Il libro racconta esperienze che nascono in contesti diversi con diverse modalità di sviluppo legate da un unico filo conduttore. Quanto tempo ha richiesto la stesura di questo lavoro e da dove nasce l'idea?
La stesura del libro in sé è stata rapidissima, ma questo è stato possibile perché abbiamo alle spalle circa quindi anni di lavoro sul tema del rapporto tra città e campagna, attraverso attività radicate nella ricerca universitaria all'interno del Politecnico di Milano e legate alla partecipazione al mondo dei movimenti e delle reti sociali. In particolare dall'anno 2000 abbiamo avviato ricerche relative a iniziative cittadine o istituzionali partecipate con forti ricadute in campo ambientale, sociale ed economico e capaci di produrre nella pratica politiche di sviluppo locale auto-sostenibile. Da queste abbiamo approfondito quelle esperienze di filiere agro-alimentari corte-locali che coinvolgono e danno nuovo impulso all'agricoltura periurbana. Altreconomia, che conosce bene il nostro lavoro, ci ha così proposto di scrivere un testo, dal momento che sul tema non esistono pubblicazioni. La stesura del libro in sé ha richiesto tre mesi di lavoro a tempo pieno, durante i quali abbiamo prima selezionato i progetti per noi più significativi, per poi ricostruirli il più possibile nei dettagli, anche intervistando direttamente i protagonisti. Da ultimo abbiamo cercato di raccontare i progetti scelti tramite vere e proprie storie, con l'intenzione di renderli accessibili a tutti, anche a chi non si occupa del tema della filiera corta agroalimentare dal punto di vista accademico.
Perché parlare di valorizzazione delle realtà agricole e di prossimità oggi?

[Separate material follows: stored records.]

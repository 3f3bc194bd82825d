//! Basketball next-game points prediction
//!
//! Predicts a player's point total for their next game from the five most
//! recent games, using rolling-window features and a small MLP regressor.

pub mod data;
pub mod features;
pub mod model;
pub mod predict;
pub mod training;

use chrono::NaiveDate;
use serde::{Deserialize, Serialize};
use std::fmt;
use thiserror::Error;

/// Regulation game length; overtime minutes are not accepted
pub const MAX_MINUTES: f32 = 48.0;

/// Upper bound on points accepted for a single game
pub const MAX_POINTS: u32 = 100;

/// Statistics for a single game played by one player
///
/// Construct through [`GameRecord::new`], which enforces the field ranges and
/// `field_goals_made <= field_goals_attempted`.
#[derive(Debug, Clone, PartialEq, Serialize)]
pub struct GameRecord {
    minutes: f32,
    points: u32,
    field_goals_attempted: u32,
    field_goals_made: u32,
    home_game: Option<bool>,
    game_date: Option<NaiveDate>,
}

impl GameRecord {
    /// Create a validated game record
    pub fn new(
        minutes: f32,
        points: u32,
        field_goals_attempted: u32,
        field_goals_made: u32,
    ) -> Result<Self> {
        if !minutes.is_finite() || !(0.0..=MAX_MINUTES).contains(&minutes) {
            return Err(HoopsError::DomainConstraint(format!(
                "minutes must be within 0..={}, got {}",
                MAX_MINUTES, minutes
            )));
        }
        if points > MAX_POINTS {
            return Err(HoopsError::DomainConstraint(format!(
                "points must be within 0..={}, got {}",
                MAX_POINTS, points
            )));
        }
        if field_goals_made > field_goals_attempted {
            return Err(HoopsError::DomainConstraint(format!(
                "field goals made ({}) exceeds field goals attempted ({})",
                field_goals_made, field_goals_attempted
            )));
        }

        Ok(GameRecord {
            minutes,
            points,
            field_goals_attempted,
            field_goals_made,
            home_game: None,
            game_date: None,
        })
    }

    /// Attach the home/away flag
    pub fn with_home_game(mut self, home: bool) -> Self {
        self.home_game = Some(home);
        self
    }

    /// Attach the date the game was played
    pub fn with_date(mut self, date: NaiveDate) -> Self {
        self.game_date = Some(date);
        self
    }

    pub fn minutes(&self) -> f32 {
        self.minutes
    }

    pub fn points(&self) -> u32 {
        self.points
    }

    pub fn field_goals_attempted(&self) -> u32 {
        self.field_goals_attempted
    }

    pub fn field_goals_made(&self) -> u32 {
        self.field_goals_made
    }

    pub fn home_game(&self) -> Option<bool> {
        self.home_game
    }

    pub fn game_date(&self) -> Option<NaiveDate> {
        self.game_date
    }
}

impl fmt::Display for GameRecord {
    fn fmt(&self, f: &mut fmt::Formatter<'_>) -> fmt::Result {
        let venue = match self.home_game {
            Some(true) => "home",
            Some(false) => "away",
            None => "-",
        };
        write!(
            f,
            "{:>5.1} min {:>3} pts {:>2}/{:<2} FG {}",
            self.minutes,
            self.points,
            self.field_goals_made,
            self.field_goals_attempted,
            venue
        )
    }
}

/// Application-wide errors
#[derive(Debug, Error)]
pub enum HoopsError {
    #[error("Session already holds {capacity} games - clear it before adding more")]
    CapacityExceeded { capacity: usize },

    #[error("Insufficient history: have {games} games, need exactly {required}")]
    InsufficientHistory { games: usize, required: usize },

    #[error("Schema error: {0}")]
    Schema(String),

    #[error("Feature vector has {actual} values but the model expects {expected}")]
    ShapeMismatch { expected: usize, actual: usize },

    #[error("Failed to load model: {0}")]
    ModelLoad(String),

    #[error("Invalid game record: {0}")]
    DomainConstraint(String),

    #[error("Unknown player: {0}")]
    UnknownPlayer(String),

    #[error("Configuration error: {0}")]
    Config(String),

    #[error("IO error: {0}")]
    Io(#[from] std::io::Error),

    #[error("CSV error: {0}")]
    Csv(#[from] csv::Error),

    #[error("Database error: {0}")]
    Database(#[from] rusqlite::Error),

    #[error("JSON error: {0}")]
    Json(#[from] serde_json::Error),

    #[error("Parse error: {0}")]
    Parse(String),
}

pub type Result<T> = std::result::Result<T, HoopsError>;

/// Application configuration loaded from config.toml
#[derive(Debug, Clone, Serialize, Deserialize)]
pub struct Config {
    pub data: DataConfig,
    pub features: FeatureConfig,
    pub training: TrainingConfig,
    pub synthetic: SyntheticConfig,
}

#[derive(Debug, Clone, Serialize, Deserialize)]
pub struct DataConfig {
    /// Raw per-game history CSV
    pub raw_path: String,
    /// Derived feature/target CSV used for training
    pub featured_path: String,
    /// Model artifact stem (`.mpk` and `.json` are appended)
    pub model_path: String,
    /// SQLite prediction log
    pub database_path: String,
}

#[derive(Debug, Clone, Serialize, Deserialize)]
pub struct FeatureConfig {
    /// Feature schema tag used when training (`core-v1` or `home-v2`)
    pub schema: String,
}

#[derive(Debug, Clone, Serialize, Deserialize)]
pub struct TrainingConfig {
    pub epochs: usize,
    pub batch_size: usize,
    pub learning_rate: f64,
    pub weight_decay: f64,
    pub dropout: f64,
    pub hidden_dims: Vec<usize>,
    pub early_stopping_patience: usize,
    /// Share of all rows held out for the final evaluation
    pub test_fraction: f32,
    /// Share of all rows used for early stopping
    pub validation_fraction: f32,
    pub seed: u64,
}

#[derive(Debug, Clone, Serialize, Deserialize)]
pub struct SyntheticConfig {
    pub seed: u64,
    pub games_per_player: usize,
    pub start_date: NaiveDate,
    pub players: Vec<String>,
    pub teams: Vec<String>,
}

impl Default for Config {
    fn default() -> Self {
        Config {
            data: DataConfig {
                raw_path: "data/raw/games.csv".to_string(),
                featured_path: "data/processed/featured.csv".to_string(),
                model_path: "model/points_model".to_string(),
                database_path: "data/predictions.db".to_string(),
            },
            features: FeatureConfig {
                schema: "home-v2".to_string(),
            },
            training: TrainingConfig {
                epochs: 300,
                batch_size: 32,
                learning_rate: 1e-3,
                weight_decay: 1e-4,
                dropout: 0.1,
                hidden_dims: vec![32, 16],
                early_stopping_patience: 30,
                test_fraction: 0.2,
                validation_fraction: 0.1,
                seed: 42,
            },
            synthetic: SyntheticConfig {
                seed: 42,
                games_per_player: 82,
                start_date: NaiveDate::from_ymd_opt(2024, 10, 1).unwrap_or_default(),
                players: ["Player_A", "Player_B", "Player_C", "Player_D", "Player_E"]
                    .iter()
                    .map(|s| s.to_string())
                    .collect(),
                teams: ["LAL", "GSW", "BOS", "MIL", "PHX", "DEN", "MIA"]
                    .iter()
                    .map(|s| s.to_string())
                    .collect(),
            },
        }
    }
}

impl Config {
    pub fn load(path: &str) -> Result<Self> {
        let content = std::fs::read_to_string(path).map_err(|e| {
            HoopsError::Config(format!("Failed to read config file {}: {}", path, e))
        })?;
        toml::from_str(&content)
            .map_err(|e| HoopsError::Config(format!("Failed to parse config: {}", e)))
    }

    pub fn save(&self, path: &str) -> Result<()> {
        let content = toml::to_string_pretty(self)
            .map_err(|e| HoopsError::Config(format!("Failed to serialize config: {}", e)))?;
        std::fs::write(path, content)?;
        Ok(())
    }
}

Innanzitutto per ristabilire le giuste proporzione: il mercato globale ci ha fatto credere che il mondo intero si nutra attraverso un modello di monocolture intensive la cui produzione è estremamente distante -in termini temporali, spaziali e commerciali- dal momento del consumo; ma i dati, per esempio FAO, raccontano una storia diversa, nella quale con il lavoro delle piccole aziende agricole famigliari e con modalità associabili a quelle della filiera corta si sfama un terzo della popolazione mondiale, con punte che arrivano al 90% nel caso della popolazione africana. In secondo luogo, perché a noi sta particolarmente a cuore la realtà milanese, che grazie alla presenza di un parco agricolo periurbano, offre, in termini di filiera corta, opportunità insperate: solo per citarne una, la possibilità concreta di contrastare la pervasività dell'ambito urbano, che mette a rischio la stessa presenza delle aree agricole.